Klein Robert J, Lekkas Damien, Nguyen Nhi D, Jacobson Nicholas C
Center for Technology and Behavioral Health, Dartmouth College, Hanover, USA.
The Well Living Lab, Rochester, USA.
Child Psychiatry Hum Dev. 2024 May 23. doi: 10.1007/s10578-024-01682-6.
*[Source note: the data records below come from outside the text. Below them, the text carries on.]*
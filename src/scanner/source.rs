//! Lexes tokens directly out of source text, rather than replaying ones
//! already encoded in an intermediate-code stream.
//!
//! Identifiers, numbers, and quoted strings can't be placed into a scope
//! yet — a scanner has no notion of scope, only a parser does — so this
//! scanner interns their spelling locally and hands back a token whose
//! `SymbolRef` points into that local table (`scope` set to
//! [`PENDING_SCOPE`]) instead of a real, placed scope/index pair. A
//! symbol-aware parser recognizes a pending reference, resolves the
//! spelling through [`SourceScanner::pending_text`], and replaces it with
//! a symbol actually entered into (or looked up in) a scope.

use std::io;

use crate::language::LanguageDefinition;
use crate::opcode::{self, CAT_DUMMY, CAT_NUMBER, CAT_SPACE, CAT_STRING, OPCODE_NONE};
use crate::scanner::{next_consolidated, ScanState, Scanner, ScannerFlags, UndoPoint};
use crate::stream::ByteStream;
use crate::token::{SymbolRef, Token};

/// Marks a `SymbolRef` as not-yet-placed text interned by a
/// `SourceScanner`, distinct from [`crate::symbol::NO_SCOPE`] (which
/// means "no parent/no scope at all").
pub const PENDING_SCOPE: i32 = -2;

/// A small string table a `SourceScanner` uses to hand out stable indices
/// for identifier/number/string spellings before a parser has decided
/// which scope (if any) they belong in.
#[derive(Debug, Default)]
struct TextInterner {
    by_text: std::collections::HashMap<String, i32>,
    texts: Vec<String>,
}

impl TextInterner {
    fn intern(&mut self, text: &str) -> i32 {
        if let Some(&i) = self.by_text.get(text) {
            return i;
        }
        let i = self.texts.len() as i32;
        self.texts.push(text.to_string());
        self.by_text.insert(text.to_string(), i);
        i
    }

    fn resolve(&self, index: i32) -> Option<&str> {
        self.texts.get(index as usize).map(String::as_str)
    }
}

fn is_ident_start(c: char) -> bool {
    c.is_alphabetic() || c == '_'
}

fn is_ident_continue(c: char) -> bool {
    c.is_alphanumeric() || c == '_'
}

fn read_char<S: ByteStream>(stream: &mut S) -> io::Result<char> {
    let mut byte = [0u8; 1];
    crate::stream::read_exact(stream, &mut byte)?;
    Ok(byte[0] as char)
}

fn lex_raw<S: ByteStream>(
    stream: &mut S,
    lang: &LanguageDefinition,
    interner: &mut TextInterner,
) -> io::Result<Token> {
    if stream.has_ended() {
        return Ok(Token::stream_ending());
    }
    let c = read_char(stream)?;

    match c {
        '\n' => Ok(Token::line_ending(1)),
        '\r' => {
            if !stream.has_ended() {
                let peek = read_char(stream)?;
                if peek != '\n' {
                    stream.rewind_by(1)?;
                }
            }
            Ok(Token::line_ending(1))
        }
        c if c.is_whitespace() => Ok(Token::generic(CAT_SPACE)),
        '"' => {
            let mut text = String::new();
            while !stream.has_ended() {
                let ch = read_char(stream)?;
                if ch == '"' {
                    break;
                }
                text.push(ch);
            }
            let index = interner.intern(&text);
            Ok(Token::symbolic(
                CAT_STRING,
                SymbolRef {
                    scope: PENDING_SCOPE,
                    index,
                },
            ))
        }
        c if c.is_ascii_digit() => {
            let mut text = String::new();
            text.push(c);
            while !stream.has_ended() {
                let ch = read_char(stream)?;
                if ch.is_ascii_digit() || ch == '.' {
                    text.push(ch);
                } else {
                    stream.rewind_by(1)?;
                    break;
                }
            }
            let index = interner.intern(&text);
            Ok(Token::symbolic(
                CAT_NUMBER,
                SymbolRef {
                    scope: PENDING_SCOPE,
                    index,
                },
            ))
        }
        c if is_ident_start(c) => {
            let mut text = String::new();
            text.push(c);
            while !stream.has_ended() {
                let ch = read_char(stream)?;
                if is_ident_continue(ch) {
                    text.push(ch);
                } else {
                    stream.rewind_by(1)?;
                    break;
                }
            }
            let opcode = lang.lookup_opcode(&text);
            if opcode != OPCODE_NONE {
                Ok(Token::generic(opcode))
            } else {
                let folded = lang.fold(&text).into_owned();
                let index = interner.intern(&folded);
                Ok(Token::symbolic(
                    opcode::CAT_IDENTIFIER,
                    SymbolRef {
                        scope: PENDING_SCOPE,
                        index,
                    },
                ))
            }
        }
        other => {
            let spelling = other.to_string();
            let opcode = lang.lookup_opcode(&spelling);
            if opcode != OPCODE_NONE {
                Ok(Token::generic(opcode))
            } else {
                Ok(Token::generic(CAT_DUMMY | (other as u32 & 0xFFFF)))
            }
        }
    }
}

/// Lexes tokens from source text using a language's opcode dictionary
/// for keyword/operator spellings and its built-in category rules for
/// identifiers, numbers, strings, whitespace, and line endings.
pub struct SourceScanner<'lang, S> {
    stream: S,
    lang: &'lang LanguageDefinition,
    flags: ScannerFlags,
    state: ScanState,
    current: Token,
    interner: TextInterner,
    undo: Option<UndoPoint>,
}

impl<'lang, S: ByteStream> SourceScanner<'lang, S> {
    /// Builds a scanner and lexes its first token, so `current` already
    /// holds it (or `EOS`, for empty source text) by the time this
    /// returns.
    pub fn new(stream: S, lang: &'lang LanguageDefinition, flags: ScannerFlags) -> io::Result<Self> {
        let mut scanner = Self {
            stream,
            lang,
            flags,
            state: ScanState::default(),
            current: Token::generic(CAT_DUMMY),
            interner: TextInterner::default(),
            undo: None,
        };
        scanner.advance()?;
        Ok(scanner)
    }

    /// Resolves a pending (not-yet-placed) symbol reference's spelling,
    /// or `None` if `symbol_ref` does not name one of this scanner's
    /// interned spellings.
    pub fn pending_text(&self, symbol_ref: SymbolRef) -> Option<&str> {
        if symbol_ref.scope != PENDING_SCOPE {
            return None;
        }
        self.interner.resolve(symbol_ref.index)
    }

    /// Reads the next token the way `advance` would, without disturbing
    /// `current` or consolidation state, then rewinds the stream past
    /// whatever it read. Any identifier/number/string spelling touched
    /// along the way stays interned (interning is idempotent, so this
    /// costs nothing if the token is later read for real and nothing is
    /// observable if it never is).
    pub fn peek(&mut self) -> io::Result<Token> {
        let mut state_copy = self.state.clone();
        let lang = self.lang;
        let interner = &mut self.interner;
        let mut counted = crate::stream::CountingStream::new(&mut self.stream);
        let tok = next_consolidated(self.flags, &mut state_copy, || lex_raw(&mut counted, lang, interner))?;
        counted.unwind()?;
        Ok(tok)
    }

    // No `return_token` here: `Token::return_to` rewinds by the token's
    // *binary* on-stream length (`self_streaming_len`), which has nothing
    // to do with how many source-text bytes were actually lexed for it.
    // That equivalence only holds for a stream already in the binary
    // intermediate-code format — see `BinaryScanner::return_token`. `rewind`
    // doesn't have this problem: it undoes by the actual byte count the
    // last `advance` pulled through `CountingStream`, not by a token's
    // on-stream length, so it works the same regardless of what backs it.

    /// Undoes the most recent `advance`: rewinds the stream back past
    /// whatever source text it lexed to produce the current token,
    /// restores the consolidation state from just before that read, and
    /// clears `current`. A following `advance` re-lexes the same token
    /// (any identifier/number/string spelling it interns along the way
    /// was already interned, so re-lexing costs nothing new).
    pub fn rewind(&mut self) -> io::Result<()> {
        if let Some(undo) = self.undo.take() {
            if undo.bytes > 0 {
                self.stream.rewind_by(undo.bytes)?;
            }
            self.state = undo.state;
            self.current = Token::generic(CAT_DUMMY);
        }
        Ok(())
    }
}

impl<'lang, S: ByteStream> Scanner for SourceScanner<'lang, S> {
    fn current(&self) -> &Token {
        &self.current
    }

    fn advance(&mut self) -> io::Result<&Token> {
        let snapshot_state = self.state.clone();
        let lang = self.lang;
        let interner = &mut self.interner;
        let mut counted = crate::stream::CountingStream::new(&mut self.stream);
        let tok = next_consolidated(self.flags, &mut self.state, || lex_raw(&mut counted, lang, interner))?;
        let bytes = counted.consumed().max(0) as usize;
        self.current = tok;
        self.undo = Some(UndoPoint { state: snapshot_state, bytes });
        Ok(&self.current)
    }

    fn line_number(&self) -> u32 {
        self.state.line_number
    }

    fn name(&self) -> &str {
        self.stream.name()
    }

    fn pending_text(&self, symbol_ref: SymbolRef) -> Option<&str> {
        SourceScanner::pending_text(self, symbol_ref)
    }
}

#[cfg(test)]
mod tests {
    use super::*;
    use crate::language::CaseFolding;
    use crate::stream::CursorStream;
    use crate::token::TokenKind;

    fn lang_with_keyword(word: &str, opcode: crate::opcode::Opcode) -> LanguageDefinition {
        let mut lang = LanguageDefinition::new(CaseFolding::Exact);
        lang.dict_mut().bind(word, opcode);
        lang
    }

    #[test]
    fn keyword_spelling_becomes_generic_token() {
        let lang = lang_with_keyword("if", opcode::CAT_USER | 1);
        let stream = CursorStream::from_bytes("mem", b"if".to_vec());
        let scanner = SourceScanner::new(stream, &lang, ScannerFlags::NONE).unwrap();
        assert_eq!(*scanner.current(), Token::generic(opcode::CAT_USER | 1));
    }

    #[test]
    fn identifier_is_interned_and_pending() {
        let lang = LanguageDefinition::new(CaseFolding::Exact);
        let stream = CursorStream::from_bytes("mem", b"count".to_vec());
        let scanner = SourceScanner::new(stream, &lang, ScannerFlags::NONE).unwrap();
        let TokenKind::Symbolic(symbol_ref) = scanner.current().kind else {
            panic!("expected a symbolic token");
        };
        assert_eq!(symbol_ref.scope, PENDING_SCOPE);
        assert_eq!(scanner.pending_text(symbol_ref), Some("count"));
    }

    #[test]
    fn same_spelling_interns_to_the_same_index() {
        let lang = LanguageDefinition::new(CaseFolding::Exact);
        let stream = CursorStream::from_bytes("mem", b"a a".to_vec());
        let mut scanner = SourceScanner::new(stream, &lang, ScannerFlags::NO_WHITESPACE).unwrap();
        let TokenKind::Symbolic(first) = scanner.current().kind else {
            panic!()
        };
        scanner.advance().unwrap();
        let TokenKind::Symbolic(second) = scanner.current().kind else {
            panic!()
        };
        assert_eq!(first.index, second.index);
    }

    #[test]
    fn whitespace_run_consolidates_to_one_token() {
        let lang = LanguageDefinition::new(CaseFolding::Exact);
        let stream = CursorStream::from_bytes("mem", b"a   b".to_vec());
        let mut scanner = SourceScanner::new(stream, &lang, ScannerFlags::CONSOLIDATE_WHITESPACE).unwrap();
        scanner.advance().unwrap();
        assert_eq!(scanner.current().category(), CAT_SPACE);
        scanner.advance().unwrap();
        assert!(matches!(scanner.current().kind, TokenKind::Symbolic(_)));
    }

    #[test]
    fn number_literal_is_lexed_as_a_run_of_digits() {
        let lang = LanguageDefinition::new(CaseFolding::Exact);
        let stream = CursorStream::from_bytes("mem", b"42".to_vec());
        let scanner = SourceScanner::new(stream, &lang, ScannerFlags::NONE).unwrap();
        let TokenKind::Symbolic(symbol_ref) = scanner.current().kind else {
            panic!("expected a numeric token");
        };
        assert_eq!(scanner.current().category(), CAT_NUMBER);
        assert_eq!(scanner.pending_text(symbol_ref), Some("42"));
    }

    #[test]
    fn peek_does_not_consume_or_disturb_current() {
        let lang = LanguageDefinition::new(CaseFolding::Exact);
        let stream = CursorStream::from_bytes("mem", b"ab cd".to_vec());
        let mut scanner = SourceScanner::new(stream, &lang, ScannerFlags::CONSOLIDATE_WHITESPACE).unwrap();
        let TokenKind::Symbolic(first) = scanner.current().kind else {
            panic!("expected the first identifier");
        };
        assert_eq!(scanner.pending_text(first), Some("ab"));

        let peeked = scanner.peek().unwrap();
        assert_eq!(peeked.category(), CAT_SPACE);
        // current is unchanged, and advancing for real reproduces the
        // same peeked token.
        let TokenKind::Symbolic(still_first) = scanner.current().kind else {
            panic!("peek must not disturb current");
        };
        assert_eq!(still_first, first);
        scanner.advance().unwrap();
        assert_eq!(scanner.current().category(), CAT_SPACE);
        scanner.advance().unwrap();
        let TokenKind::Symbolic(second) = scanner.current().kind else {
            panic!("expected the second identifier");
        };
        assert_eq!(scanner.pending_text(second), Some("cd"));
    }

    #[test]
    fn quoted_string_consumes_through_closing_quote() {
        let lang = LanguageDefinition::new(CaseFolding::Exact);
        let stream = CursorStream::from_bytes("mem", b"\"hi\"".to_vec());
        let scanner = SourceScanner::new(stream, &lang, ScannerFlags::NONE).unwrap();
        assert_eq!(scanner.current().category(), CAT_STRING);
    }

    #[test]
    fn rewind_undoes_the_last_advance_and_re_lexing_reproduces_it() {
        let lang = LanguageDefinition::new(CaseFolding::Exact);
        let stream = CursorStream::from_bytes("mem", b"ab cd".to_vec());
        let mut scanner = SourceScanner::new(stream, &lang, ScannerFlags::CONSOLIDATE_WHITESPACE).unwrap();
        let TokenKind::Symbolic(first) = scanner.current().kind else {
            panic!("expected the first identifier");
        };
        assert_eq!(scanner.pending_text(first), Some("ab"));

        scanner.advance().unwrap();
        assert_eq!(scanner.current().category(), CAT_SPACE);

        scanner.rewind().unwrap();
        assert_eq!(*scanner.current(), Token::generic(CAT_DUMMY));

        scanner.advance().unwrap();
        assert_eq!(scanner.current().category(), CAT_SPACE);
        scanner.advance().unwrap();
        let TokenKind::Symbolic(second) = scanner.current().kind else {
            panic!("expected the second identifier");
        };
        assert_eq!(scanner.pending_text(second), Some("cd"));
    }
}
In a 7-year 11-wave study of low-SES adolescents (N = 856, age = 15.98), we compared multiple well-established transdiagnostic risk factors as predictors of first incidence of significant depressive, anxiety, and substance abuse symptoms across the transition from adolescence to adulthood. Risk factors included negative emotionality, emotion regulation ability, social support, gender, history of trauma, parental histories of substance abuse, parental mental health, and socioeconomic status. Machine learning models revealed that negative emotionality was the most important predictor of both depression and anxiety, and emotion regulation ability was the most important predictor of future significant substance abuse. These findings highlight the critical role that dysregulated emotion may play in the development of some of the most prevalent forms of mental illness.
在一项针对低社会经济地位青少年(N = 856,年龄 = 15.98岁)的为期7年的11波研究中,我们比较了多个已确立的跨诊断风险因素,这些因素可预测从青春期到成年期显著抑郁、焦虑和药物滥用症状首次出现的情况。风险因素包括消极情绪、情绪调节能力、社会支持、性别、创伤史、父母药物滥用史、父母心理健康状况以及社会经济地位。机器学习模型显示,消极情绪是抑郁和焦虑的最重要预测因素,而情绪调节能力是未来显著药物滥用的最重要预测因素。这些发现凸显了情绪失调在一些最常见精神疾病发展过程中可能发挥的关键作用。